BengaliHateCB: A Hybrid Deep Learning Model to Identify Bengali Hate Speech Detection from Online Platform
Sagor Kumar Saha, Afrina Akter Mim, Sanzida Akter, Md. Mehraz Hosen, Arman Habib Shihab, Md Humaion Kabir Mehedi · 2024
Online issues including hate speech, abusive communications, and harassment have been exacerbated by the rising number of Internet users. People in Bangladesh often face online harassment and threats expressed in Bengali on various social media platforms. Also, there has not been nearly enough investigation into the possibility of Offensive language in Bengali literature. Although finding realistic ways to reduce hate speech in Bengali texts is urgently needed, there is a notable lack of study in the area of Bengali abusive speech detection, despite the widespread detrimental impacts of abusive text on people's well-being. The results of this research provide a method for spotting bad hateful comments in Bengali online profiles. This research provides a methodology to identify potentially manipulative hate speech in Bengali social media postings.
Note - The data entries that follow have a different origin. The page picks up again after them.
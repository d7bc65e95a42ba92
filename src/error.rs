//! Error taxonomy for the auth core.
//!
//! Expected control-flow failures (bad credentials, lockouts, dead tokens)
//! are typed variants; unexpected downstream failures are collapsed into
//! `ServiceUnavailable` at the facade boundary so no internal detail leaks.

use chrono::{DateTime, Utc};
use thiserror::Error;

/// Typed outcome of every auth operation.
///
/// Messages are intentionally generic: a credential failure never reveals
/// whether the account exists or which check rejected it.
#[derive(Debug, Clone, PartialEq, Eq, Error)]
pub enum AuthError {
    /// Bad format or wrong secret. Ambiguous on purpose.
    #[error("invalid credentials")]
    InvalidCredentials {
        /// Remaining attempts for the email dimension only; `None` when the
        /// failure was a format rejection that never reached the limiter.
        attempts_remaining: Option<u32>,
    },
    /// The source IP is inside a lockout window.
    #[error("too many requests")]
    RateLimited { locked_until: DateTime<Utc> },
    /// The account (email key) is inside a lockout window.
    #[error("account temporarily locked")]
    AccountLocked { locked_until: DateTime<Utc> },
    /// Malformed, mismatched, or reused token. Callers must treat a
    /// rotation mismatch as a theft signal and revoke the user's sessions.
    #[error("invalid token")]
    TokenInvalid,
    #[error("token expired")]
    TokenExpired,
    #[error("verification code expired")]
    OtpExpired,
    /// Wrong verification code; the record absorbed the attempt.
    #[error("invalid verification code")]
    InvalidOtp { attempts_remaining: u32 },
    /// Attempt ceiling reached; further codes are rejected unseen.
    #[error("too many attempts")]
    TooManyAttempts { locked_until: DateTime<Utc> },
    /// Input failed format or strength validation before any store work.
    #[error("validation failed")]
    Validation { errors: Vec<String> },
    /// A downstream dependency failed; details stay in the logs.
    #[error("service unavailable")]
    ServiceUnavailable,
}

impl AuthError {
    /// True for variants a client may retry after fixing its input, as
    /// opposed to lockouts and downstream outages.
    #[must_use]
    pub fn is_retryable(&self) -> bool {
        matches!(
            self,
            Self::InvalidCredentials { .. }
                | Self::TokenInvalid
                | Self::TokenExpired
                | Self::OtpExpired
                | Self::InvalidOtp { .. }
                | Self::Validation { .. }
        )
    }
}

#[cfg(test)]
mod tests {
    use super::AuthError;
    use chrono::Utc;

    #[test]
    fn display_is_generic() {
        let err = AuthError::InvalidCredentials {
            attempts_remaining: Some(2),
        };
        assert_eq!(err.to_string(), "invalid credentials");

        let err = AuthError::AccountLocked {
            locked_until: Utc::now(),
        };
        assert_eq!(err.to_string(), "account temporarily locked");
    }

    #[test]
    fn lockouts_are_not_retryable() {
        let locked = AuthError::TooManyAttempts {
            locked_until: Utc::now(),
        };
        assert!(!locked.is_retryable());
        assert!(AuthError::TokenExpired.is_retryable());
        assert!(!AuthError::ServiceUnavailable.is_retryable());
    }
}
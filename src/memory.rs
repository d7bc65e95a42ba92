//! In-process store implementations.
//!
//! Backed by mutexed maps, so every operation is an atomic
//! read-modify-write. Correct for a single instance; multi-instance
//! deployments replace these with a shared store behind the same traits.
//! They are also the substrate for the crate's own tests.

use anyhow::Result;
use async_trait::async_trait;
use chrono::{DateTime, Duration, Utc};
use std::collections::HashMap;
use tokio::sync::Mutex;
use uuid::Uuid;

use crate::rate_limit::RateLimitState;
use crate::session::{RevocationReason, Session};
use crate::store::{RateLimitStore, SessionStore, UserRecord, UserStore};

#[derive(Default)]
pub struct InMemoryUserStore {
    users: Mutex<HashMap<Uuid, UserRecord>>,
}

impl InMemoryUserStore {
    #[must_use]
    pub fn new() -> Self {
        Self::default()
    }

    /// Insert a fully formed record, replacing any previous one. Intended
    /// for seeding test fixtures.
    pub async fn seed(&self, record: UserRecord) {
        self.users.lock().await.insert(record.id, record);
    }
}

#[async_trait]
impl UserStore for InMemoryUserStore {
    async fn find_by_email(&self, email: &str) -> Result<Option<UserRecord>> {
        let users = self.users.lock().await;
        Ok(users.values().find(|user| user.email == email).cloned())
    }

    async fn find_by_id(&self, id: Uuid) -> Result<Option<UserRecord>> {
        Ok(self.users.lock().await.get(&id).cloned())
    }

    async fn create(&self, email: &str, password_hash: Option<String>) -> Result<UserRecord> {
        let mut users = self.users.lock().await;
        if users.values().any(|user| user.email == email) {
            anyhow::bail!("email already registered");
        }
        let record = UserRecord {
            id: Uuid::new_v4(),
            email: email.to_string(),
            password_hash,
            disabled: false,
            email_verified: false,
        };
        users.insert(record.id, record.clone());
        Ok(record)
    }

    async fn update_password(&self, id: Uuid, password_hash: String) -> Result<()> {
        let mut users = self.users.lock().await;
        let user = users
            .get_mut(&id)
            .ok_or_else(|| anyhow::anyhow!("no such user"))?;
        user.password_hash = Some(password_hash);
        Ok(())
    }
}

#[derive(Default)]
pub struct InMemorySessionStore {
    sessions: Mutex<HashMap<Uuid, Session>>,
}

impl InMemorySessionStore {
    #[must_use]
    pub fn new() -> Self {
        Self::default()
    }

    /// All sessions for a user, revoked ones included.
    pub async fn sessions_for_user(&self, user_id: Uuid) -> Vec<Session> {
        self.sessions
            .lock()
            .await
            .values()
            .filter(|session| session.user_id == user_id)
            .cloned()
            .collect()
    }
}

#[async_trait]
impl SessionStore for InMemorySessionStore {
    async fn create(&self, session: &Session) -> Result<()> {
        self.sessions
            .lock()
            .await
            .insert(session.id, session.clone());
        Ok(())
    }

    async fn find_by_id(&self, id: Uuid) -> Result<Option<Session>> {
        Ok(self.sessions.lock().await.get(&id).cloned())
    }

    async fn find_by_refresh_hash(&self, refresh_hash: &str) -> Result<Option<Session>> {
        let sessions = self.sessions.lock().await;
        Ok(sessions
            .values()
            .find(|session| session.refresh_token_hash == refresh_hash)
            .cloned())
    }

    async fn rotate(
        &self,
        id: Uuid,
        expected_hash: &str,
        new_hash: &str,
        new_expires_at: DateTime<Utc>,
        new_refresh_expires_at: DateTime<Utc>,
    ) -> Result<bool> {
        let mut sessions = self.sessions.lock().await;
        let Some(session) = sessions.get_mut(&id) else {
            return Ok(false);
        };
        // The whole check-and-swap happens under one lock: of two racing
        // rotations exactly one sees the expected hash.
        if session.is_revoked() || session.refresh_token_hash != expected_hash {
            return Ok(false);
        }
        session.refresh_token_hash = new_hash.to_string();
        session.expires_at = new_expires_at;
        session.refresh_expires_at = new_refresh_expires_at;
        Ok(true)
    }

    async fn revoke(&self, id: Uuid, reason: RevocationReason) -> Result<()> {
        let mut sessions = self.sessions.lock().await;
        if let Some(session) = sessions.get_mut(&id) {
            if !session.is_revoked() {
                session.revoked_at = Some(Utc::now());
                session.revocation_reason = Some(reason);
            }
        }
        Ok(())
    }

    async fn revoke_all_for_user(&self, user_id: Uuid, reason: RevocationReason) -> Result<()> {
        let mut sessions = self.sessions.lock().await;
        for session in sessions.values_mut() {
            if session.user_id == user_id && !session.is_revoked() {
                session.revoked_at = Some(Utc::now());
                session.revocation_reason = Some(reason);
            }
        }
        Ok(())
    }
}

#[derive(Default)]
pub struct InMemoryRateLimitStore {
    states: Mutex<HashMap<String, RateLimitState>>,
}

impl InMemoryRateLimitStore {
    #[must_use]
    pub fn new() -> Self {
        Self::default()
    }
}

#[async_trait]
impl RateLimitStore for InMemoryRateLimitStore {
    async fn get(&self, key: &str) -> Result<Option<RateLimitState>> {
        Ok(self.states.lock().await.get(key).cloned())
    }

    async fn increment(
        &self,
        key: &str,
        now: DateTime<Utc>,
        window: Duration,
    ) -> Result<RateLimitState> {
        let mut states = self.states.lock().await;

        let fresh = |now: DateTime<Utc>| RateLimitState {
            key: key.to_string(),
            attempts: 1,
            first_attempt_at: now,
            last_attempt_at: now,
            locked_until: None,
        };

        let state = match states.get(key) {
            // An expired lockout discards the whole prior window.
            Some(state) if state.locked_until.is_some_and(|until| now >= until) => fresh(now),
            // An active lockout keeps its state; counting continues.
            Some(state) if state.locked_until.is_some() => {
                let mut state = state.clone();
                state.attempts += 1;
                state.last_attempt_at = now;
                state
            }
            Some(state) if now - state.first_attempt_at < window => {
                let mut state = state.clone();
                state.attempts += 1;
                state.last_attempt_at = now;
                state
            }
            // Window elapsed without a lockout: start over.
            _ => fresh(now),
        };
        states.insert(key.to_string(), state.clone());
        Ok(state)
    }

    async fn set_lockout(&self, key: &str, until: DateTime<Utc>) -> Result<()> {
        let mut states = self.states.lock().await;
        if let Some(state) = states.get_mut(key) {
            state.locked_until = Some(until);
        }
        Ok(())
    }

    async fn clear(&self, key: &str) -> Result<()> {
        self.states.lock().await.remove(key);
        Ok(())
    }
}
The BERT architecture is used to gather characteristics of Bengali texts. The next step in hate speech classification is to use a Convolutional Neural Network (CNN) model including a softMax activation function. We propose a new model, BERT-CNN, that combines both models. On the Bengali Hate Speech from Social Platforms (BD-SHS) dataset, the BERT-CNN model outperformed most baseline architectures, with accuracy, precision, recall, and F1-scores of 95.67%, 93.55%,92.67%, and 94.44%, respectively. According to our research, the method we suggested for spotting hate speech in Bengali writings posted on social networking sites works well, which can lessen online hate comments and foster a more civilized online community.